Dr. Mears conducts contact tracing as she interviews Mitch Emhoff (Matt Damon) and other persons who have direct contact with his wife. Unfortunately, as she conducts her investigation, she gets infected and dies without having the vaccine she needs.

Another notable thing about this film is how misinformation spread like the virus. Alan Krumwiede (Jude Law) is a conspiracy theory blogger who seeks to capitalize on misinformation by hawking a fake cure. He claims that the MEV-1 virus was manufactured by drug companies to turn a profit. He posted a video on his website, falsifying the symptoms of the virus and claiming that forsythia is the cure for the disease. His video shows his audience how to self-cure with forsythia.

In one important scene, the Centers for Disease Control and Prevention official Dr. Ellis Cheever(Laurence Fishburne) reprimands Alan's character on live television for spreading fear through unverified information.

"In order to become sick, you have to first come into contact with a sick person or something that they touched," Dr. Cheever says. "In order to get scared, all you have to do is come into contact with a rumor, or the television, or the internet. I think what Mr. Krumwiede is spreading is far more dangerous than the disease."

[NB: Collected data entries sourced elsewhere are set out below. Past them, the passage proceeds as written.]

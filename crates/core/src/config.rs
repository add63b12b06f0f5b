use anyhow::Context;
use chrono::NaiveDate;
use serde::Deserialize;
use std::fmt;
use std::path::{Path, PathBuf};

const DEFAULT_CONFIG_PATH: &str = "market_config.json";
const DEFAULT_PORT: u16 = 3000;

const DEFAULT_PG_PORT: u16 = 5432;
const DEFAULT_SCHEMA: &str = "ANALYTICS";
const DEFAULT_TABLE: &str = "PREDICTED_PRICES";
const DEFAULT_CACHE_TTL_SECS: u64 = 600;

#[derive(Debug, Clone)]
pub struct Settings {
    pub config_path: PathBuf,
    pub sentry_dsn: Option<String>,
    pub port: u16,
}

impl Settings {
    pub fn from_env() -> anyhow::Result<Self> {
        Ok(Self {
            config_path: std::env::var("MARKET_CONFIG_PATH")
                .ok()
                .filter(|s| !s.trim().is_empty())
                .unwrap_or_else(|| DEFAULT_CONFIG_PATH.to_string())
                .into(),
            sentry_dsn: std::env::var("SENTRY_DSN").ok().filter(|s| !s.is_empty()),
            port: std::env::var("PORT")
                .ok()
                .and_then(|v| v.parse().ok())
                .unwrap_or(DEFAULT_PORT),
        })
    }

    pub fn load_app_config(&self) -> anyhow::Result<AppConfig> {
        AppConfig::load(&self.config_path)
    }
}

/// Contents of the market config file. Anything missing or malformed is a startup failure.
#[derive(Debug, Clone, Deserialize)]
pub struct AppConfig {
    #[serde(alias = "snowflake")]
    pub warehouse: WarehouseConfig,
    #[serde(default)]
    pub dashboard: DashboardConfig,
}

#[derive(Clone, Deserialize)]
pub struct WarehouseConfig {
    pub user: String,
    pub password: String,
    /// Host of the warehouse endpoint.
    pub account: String,
    #[serde(default = "default_pg_port")]
    pub port: u16,
    /// Compute resource the session is attributed to (sent as `application_name`).
    pub warehouse: String,
    pub database: String,
    #[serde(default = "default_schema")]
    pub schema: String,
    #[serde(default = "default_table")]
    pub table: String,
}

impl fmt::Debug for WarehouseConfig {
    fn fmt(&self, f: &mut fmt::Formatter<'_>) -> fmt::Result {
        f.debug_struct("WarehouseConfig")
            .field("user", &self.user)
            .field("password", &"<redacted>")
            .field("account", &self.account)
            .field("port", &self.port)
            .field("warehouse", &self.warehouse)
            .field("database", &self.database)
            .field("schema", &self.schema)
            .field("table", &self.table)
            .finish()
    }
}

#[derive(Debug, Clone, Deserialize)]
pub struct DashboardConfig {
    #[serde(default = "default_start_date")]
    pub default_start_date: NaiveDate,
    #[serde(default = "default_cache_ttl_secs")]
    pub cache_ttl_secs: u64,
}

impl Default for DashboardConfig {
    fn default() -> Self {
        Self {
            default_start_date: default_start_date(),
            cache_ttl_secs: DEFAULT_CACHE_TTL_SECS,
        }
    }
}

impl DashboardConfig {
    pub fn cache_ttl(&self) -> chrono::Duration {
        chrono::Duration::seconds(self.cache_ttl_secs.min(i32::MAX as u64) as i64)
    }
}

impl AppConfig {
    pub fn load(path: impl AsRef<Path>) -> anyhow::Result<Self> {
        let path = path.as_ref();
        let text = std::fs::read_to_string(path)
            .with_context(|| format!("failed to read config file {}", path.display()))?;
        Self::from_json_str(&text).with_context(|| format!("invalid config file {}", path.display()))
    }

    pub fn from_json_str(text: &str) -> anyhow::Result<Self> {
        let cfg = serde_json::from_str::<AppConfig>(text)
            .context("config does not match the expected structure")?;
        cfg.warehouse.validate()?;
        Ok(cfg)
    }
}

impl WarehouseConfig {
    fn validate(&self) -> anyhow::Result<()> {
        for (key, value) in [
            ("user", &self.user),
            ("password", &self.password),
            ("account", &self.account),
            ("warehouse", &self.warehouse),
            ("database", &self.database),
            ("schema", &self.schema),
            ("table", &self.table),
        ] {
            anyhow::ensure!(!value.trim().is_empty(), "warehouse.{key} must be non-empty");
        }
        Ok(())
    }
}

fn default_pg_port() -> u16 {
    DEFAULT_PG_PORT
}

fn default_schema() -> String {
    DEFAULT_SCHEMA.to_string()
}

fn default_table() -> String {
    DEFAULT_TABLE.to_string()
}

fn default_start_date() -> NaiveDate {
    NaiveDate::from_ymd_opt(2025, 1, 1).unwrap_or(NaiveDate::MIN)
}

fn default_cache_ttl_secs() -> u64 {
    DEFAULT_CACHE_TTL_SECS
}

#[cfg(test)]
mod tests {
    use super::*;
    use serde_json::json;

    fn full_config() -> serde_json::Value {
        json!({
            "warehouse": {
                "user": "dash",
                "password": "hunter2",
                "account": "db.internal",
                "port": 6432,
                "warehouse": "COMPUTE_WH",
                "database": "SIGNAL_EXTRACTION_DB",
                "schema": "ANALYTICS",
                "table": "PREDICTED_PRICES"
            },
            "dashboard": {
                "default_start_date": "2025-02-01",
                "cache_ttl_secs": 60
            }
        })
    }

    #[test]
    fn parses_full_config() {
        let cfg = AppConfig::from_json_str(&full_config().to_string()).unwrap();
        assert_eq!(cfg.warehouse.port, 6432);
        assert_eq!(cfg.warehouse.database, "SIGNAL_EXTRACTION_DB");
        assert_eq!(
            cfg.dashboard.default_start_date,
            NaiveDate::from_ymd_opt(2025, 2, 1).unwrap()
        );
        assert_eq!(cfg.dashboard.cache_ttl(), chrono::Duration::seconds(60));
    }

    #[test]
    fn accepts_snowflake_section_name_and_fills_defaults() {
        let v = json!({
            "snowflake": {
                "user": "dash",
                "password": "hunter2",
                "account": "db.internal",
                "warehouse": "COMPUTE_WH",
                "database": "SIGNAL_EXTRACTION_DB"
            },
            "other_section": {"ignored": true}
        });

        let cfg = AppConfig::from_json_str(&v.to_string()).unwrap();
        assert_eq!(cfg.warehouse.port, 5432);
        assert_eq!(cfg.warehouse.schema, "ANALYTICS");
        assert_eq!(cfg.warehouse.table, "PREDICTED_PRICES");
        assert_eq!(cfg.dashboard.cache_ttl_secs, 600);
        assert_eq!(
            cfg.dashboard.default_start_date,
            NaiveDate::from_ymd_opt(2025, 1, 1).unwrap()
        );
    }

    #[test]
    fn rejects_missing_required_key() {
        let mut v = full_config();
        v["warehouse"].as_object_mut().unwrap().remove("password");
        assert!(AppConfig::from_json_str(&v.to_string()).is_err());
    }

    #[test]
    fn rejects_blank_required_value() {
        let mut v = full_config();
        v["warehouse"]["database"] = json!("  ");
        let err = AppConfig::from_json_str(&v.to_string()).unwrap_err();
        assert!(err.to_string().contains("warehouse.database"));
    }

    #[test]
    fn rejects_malformed_json() {
        assert!(AppConfig::from_json_str("{ \"warehouse\": ").is_err());
    }

    #[test]
    fn missing_file_is_an_error() {
        let path = std::env::temp_dir().join("signalboard-config-does-not-exist.json");
        let err = AppConfig::load(&path).unwrap_err();
        assert!(format!("{err:#}").contains("failed to read config file"));
    }

    #[test]
    fn loads_from_file() {
        let path = std::env::temp_dir().join(format!(
            "signalboard-config-{}.json",
            std::process::id()
        ));
        std::fs::write(&path, full_config().to_string()).unwrap();
        let cfg = AppConfig::load(&path);
        let _ = std::fs::remove_file(&path);
        assert_eq!(cfg.unwrap().warehouse.user, "dash");
    }

    #[test]
    fn debug_output_redacts_password() {
        let cfg = AppConfig::from_json_str(&full_config().to_string()).unwrap();
        let s = format!("{:?}", cfg.warehouse);
        assert!(!s.contains("hunter2"));
        assert!(s.contains("<redacted>"));
    }
}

This scene is more relevant now since misinformation or "fake news" is like a virus that becomes a pandemic in today's society. Alan's character can be compared to those online personalities who peddle various theories about the virus and make a profit out of it. He capitalizes on people's fear and successfully infected his 12 million followers. Contagion reminds us that the bad information on the internet mimics the spread of a very contagious virus, which could infect us all.

It is also interesting to see how deforestation disrupts the natural habitat of wild animals. Many studies confirmed that these animals are the carrier of zoonotic diseases like the Severe Acute Respiratory Syndrome (SARS), Avian Flu or H1N1, Ebola virus, and the recent novel coronavirus or COVID-19. In the last scene of the film, a bulldozer of a mining company destroys a portion of a forest where wild animals, like bats, inhabit the area. A bat carries a piece of banana then goes to a pig farm and drops its food, which is eaten by a pig. The pigs are sold to a buyer and supply it to the casino. A pig is slaughtered and prepared by a chef of the casino, who shakes hands with Beth, transferring the virus to her.

As the number of infected persons of COVID-19 continues to rise, the health officials around the world urge the public to stay at home and observe proper handwashing. As viewers, we would probably think that this film predicts the COVID-19 pandemic. But it is a cautionary film showing scenarios of social breakdown, looting grocery stores and pharmacies, believing in fake news, and people dying of the disease.

These scenarios shown in Contagion are also similar to other films like Outbreak, World War Z, and Pandemic, which they never fail to stir our fear on infectious diseases and remind us of how a virus can wipe the human race. It has goosebumps effect when you watch it again. But watching these films is not for everyone and could have a negative impact on anybody with health-related anxiety issues.

There will be more films like Contagion in the future. They act as a prompt that tells us how we fail to learn from previously unknown diseases and how society's indifferent response could worsen the situation.